Le film de David Michod dont la bande annonce est visible ici raconte l’histoire d’une famille de criminels dans la banlieue de Melbourne qui va se faire infiltrer par la police.
Ne soyez donc pas inquiet au moment de choisir. Vous pouvez foncer.
Voici la critique.
Animal Kingdom – Sortie le 27 avril 2011
Réalisé par David Michôd
Avec Guy Pearce, James Frecheville, Jacki Weaver
Une rue anonyme dans la banlieue de Melbourne. C’est là que vit la famille Cody. Profession : criminels. L’irruption parmi eux de Joshua, un neveu éloigné, offre à la police le moyen de les infiltrer. Il ne reste plus à Joshua qu’à choisir son camp…
Le film de gangsters, c’est une appellation qui rappelle à sa simple évocation tout un pan du cinéma américain, plus particulièrement les films de Scorsese ou encore les incursions réussies dans le genre par Michael Mann ou Brian de Palma. Après le passage des plus grands, on pense évidemment en avoir fait le tour et pourtant, il arrive fréquemment qu’un cinéaste sorte son épingle du jeu et en livre un nouveau chapitre singulier sans renier l’héritage écrasant des maîtres qui précèdent. Et plus étonnant encore, ce renouveau n’est pas forcément américain, comme l’avait montré Nicolas Winding Refn avec sa trilogie Pusher. C’est désormais l’australien David Michod qui apporte sa pierre à l’édifice avec son premier film Animal Kingdom, porté par une réputation dithyrambique et ayant fait un carton lors du dernier Sundance. L’heure du règne pour ce nouveau royaume ?

David Michod débarque avec un atout de taille puisque le terrain de jeu qu’il nous présente se révèle quasiment inédit chez nous : l’Australie, et plus particulièrement la ville de Melbourne. Une ville de cinéma de gangsters bien loin des habituelles Boston, Chicago ou autres New York et qui s’apparente plus à une colossale banlieue pavillonnaire dans lequel chaque palier de maison cache bien des secrets.
Car Melbourne compte un haut taux de criminalité et une grande partie de ses habitants y est plus ou moins mêlé à des trafics et vols en tout genre, à tels points que ces actes sont presque devenus monnaie courante face aux efforts désabusées d’une police comptant elle aussi sa part de corruption. Plonger le spectateur au cœur de cet univers paradoxalement aussi familier que singulier semblait être une tâche pour le moins énorme pour un premier film, que le réalisateur aura passer près de 9 ans à préparer en s’imprégnant de la ville et en multipliant les travaux de recherches, pour construire un script de fiction dans lequel chaque élément est en réalité inspiré d’un fait bien réel.

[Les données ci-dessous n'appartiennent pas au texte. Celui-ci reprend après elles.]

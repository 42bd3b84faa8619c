//! JSON file-backed store.

use std::collections::BTreeMap;
use std::fs::{self, File};
use std::io::Write;
use std::path::{Path, PathBuf};
use std::sync::Mutex;

use serde_json::Value;

use super::{KeyValueStore, StoreError};

/// Store persisted as a single JSON object on disk.
///
/// The whole map is cached in memory. Each mutation rewrites the file via a
/// temporary sibling, `fsync`s it and renames it over the original, so a
/// crash leaves either the old or the new state on disk.
#[derive(Debug)]
pub struct FileStore {
    path: PathBuf,
    entries: Mutex<BTreeMap<String, Value>>,
}

impl FileStore {
    /// Opens (or creates) the store at `path`.
    ///
    /// A corrupt state file is logged and replaced by an empty map on the
    /// next write.
    ///
    /// # Errors
    ///
    /// Returns an error if the parent directory cannot be created or the
    /// existing file cannot be read.
    pub fn open(path: impl Into<PathBuf>) -> Result<Self, StoreError> {
        let path = path.into();

        if let Some(parent) = path.parent() {
            fs::create_dir_all(parent).map_err(|source| StoreError::DirectoryCreation {
                path: parent.to_path_buf(),
                source,
            })?;
        }

        let entries = match fs::read(&path) {
            Ok(bytes) if bytes.is_empty() => BTreeMap::new(),
            Ok(bytes) => match serde_json::from_slice::<BTreeMap<String, Value>>(&bytes) {
                Ok(map) => map,
                Err(e) => {
                    tracing::warn!("状態ファイルが破損しています。空の状態で開始します: {}", e);
                    BTreeMap::new()
                }
            },
            Err(e) if e.kind() == std::io::ErrorKind::NotFound => BTreeMap::new(),
            Err(source) => {
                return Err(StoreError::Read {
                    path: path.clone(),
                    source,
                })
            }
        };

        tracing::debug!(path = %path.display(), entries = entries.len(), "state store opened");

        Ok(Self {
            path,
            entries: Mutex::new(entries),
        })
    }

    /// Returns the backing file path.
    #[must_use]
    pub fn path(&self) -> &Path {
        &self.path
    }

    fn persist(&self, entries: &BTreeMap<String, Value>) -> Result<(), StoreError> {
        let json = serde_json::to_vec_pretty(entries)?;
        let tmp_path = self.path.with_extension("json.tmp");

        let write_err = |source| StoreError::Write {
            path: self.path.clone(),
            source,
        };

        let mut file = File::create(&tmp_path).map_err(write_err)?;
        file.write_all(&json).map_err(write_err)?;
        file.sync_all().map_err(write_err)?;
        fs::rename(&tmp_path, &self.path).map_err(write_err)?;

        Ok(())
    }
}

impl KeyValueStore for FileStore {
    fn get(&self, key: &str) -> Result<Option<Value>, StoreError> {
        let entries = self.entries.lock().map_err(|_| StoreError::Poisoned)?;
        Ok(entries.get(key).cloned())
    }

    fn put(&self, key: &str, value: Value) -> Result<(), StoreError> {
        let mut entries = self.entries.lock().map_err(|_| StoreError::Poisoned)?;
        let previous = entries.insert(key.to_string(), value);

        if let Err(e) = self.persist(&entries) {
            // Keep the cache consistent with what is on disk.
            match previous {
                Some(old) => entries.insert(key.to_string(), old),
                None => entries.remove(key),
            };
            return Err(e);
        }
        Ok(())
    }

    fn remove(&self, key: &str) -> Result<bool, StoreError> {
        let mut entries = self.entries.lock().map_err(|_| StoreError::Poisoned)?;
        let Some(previous) = entries.remove(key) else {
            return Ok(false);
        };

        if let Err(e) = self.persist(&entries) {
            entries.insert(key.to_string(), previous);
            return Err(e);
        }
        Ok(true)
    }

    fn keys_with_prefix(&self, prefix: &str) -> Result<Vec<String>, StoreError> {
        let entries = self.entries.lock().map_err(|_| StoreError::Poisoned)?;
        Ok(entries
            .keys()
            .filter(|key| key.starts_with(prefix))
            .cloned()
            .collect())
    }
}

#[cfg(test)]
mod tests {
    use super::*;
    use serde_json::json;

    #[test]
    fn test_open_missing_file_is_empty() {
        let dir = tempfile::tempdir().unwrap();
        let store = FileStore::open(dir.path().join("state.json")).unwrap();
        assert!(store.keys_with_prefix("").unwrap().is_empty());
    }

    #[test]
    fn test_open_creates_parent_directory() {
        let dir = tempfile::tempdir().unwrap();
        let path = dir.path().join("nested").join("state.json");
        let store = FileStore::open(&path).unwrap();
        store.put("k", json!(1)).unwrap();
        assert!(path.exists());
    }

    #[test]
    fn test_values_survive_reopen() {
        let dir = tempfile::tempdir().unwrap();
        let path = dir.path().join("state.json");

        {
            let store = FileStore::open(&path).unwrap();
            store.put("snooze_count_a1", json!(3)).unwrap();
            store.put("pending_a1", json!({"alarmId": "a1"})).unwrap();
            store.remove("pending_a1").unwrap();
        }

        let reopened = FileStore::open(&path).unwrap();
        assert_eq!(reopened.get("snooze_count_a1").unwrap(), Some(json!(3)));
        assert_eq!(reopened.get("pending_a1").unwrap(), None);
    }

    #[test]
    fn test_no_temp_file_left_behind() {
        let dir = tempfile::tempdir().unwrap();
        let path = dir.path().join("state.json");
        let store = FileStore::open(&path).unwrap();
        store.put("k", json!(true)).unwrap();

        assert!(!path.with_extension("json.tmp").exists());
    }

    #[test]
    fn test_corrupt_file_starts_empty() {
        let dir = tempfile::tempdir().unwrap();
        let path = dir.path().join("state.json");
        std::fs::write(&path, "{not json").unwrap();

        let store = FileStore::open(&path).unwrap();
        assert_eq!(store.get("anything").unwrap(), None);

        store.put("k", json!(1)).unwrap();
        let reopened = FileStore::open(&path).unwrap();
        assert_eq!(reopened.get("k").unwrap(), Some(json!(1)));
    }

    #[test]
    fn test_remove_missing_key_does_not_write() {
        let dir = tempfile::tempdir().unwrap();
        let path = dir.path().join("state.json");
        let store = FileStore::open(&path).unwrap();

        assert!(!store.remove("missing").unwrap());
        assert!(!path.exists());
    }
}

En résulte donc une sorte de docu-fiction, en tout cas un film dont l’une des forces réside dans cet encrage solide au réel, lui donnant une crédibilité qu’il semble difficile d’ébranler.

Cette ambition de plonger le spectateur au cœur de ces personnalités à double facette se retrouve sur les bases d’un script mettant tout à disposition pour nous impliquer immédiatement. Le héros du film, un jeune homme de 17 ans, voit sa mère mourir d’une overdose et va se retrouver enfin confronter à la famille de la défunte, à laquelle il fut toujours caché pour éviter d’être mêlé à de nombreuses magouilles.
Cette irruption inattendue va être l’occasion pour la police d’infiltrer la maison en question, tandis que notre personnage va être tiré entre les 2 partis.
Si cette entrée en matière se révèle très sensée et à priori pas innovante pour deux ronds, la première chose qui marque est la sensation de vérité et de réalité que dégage le tout, à commencer par les personnages de la famille en question, les situations, et tout bonnement l’écriture. Cette famille laisse au premier abord une image tout à fait commune pour ne pas dire banale, et on peut y voir nos voisins où n’importe qui.
C’est alors que le récit va petit à petit se compliquer lorsque certains membres vont dépasser les limites et souffler le grain de sable qui va enrayer la machine jusqu’à un final impitoyable. Le tout est mené avec une rigueur implacable, le réalisateur/scénariste prenant le soin de bien poser ses scènes, ses personnages et son intrigue pour y apporter la crédibilité et l’immersion nécessaire.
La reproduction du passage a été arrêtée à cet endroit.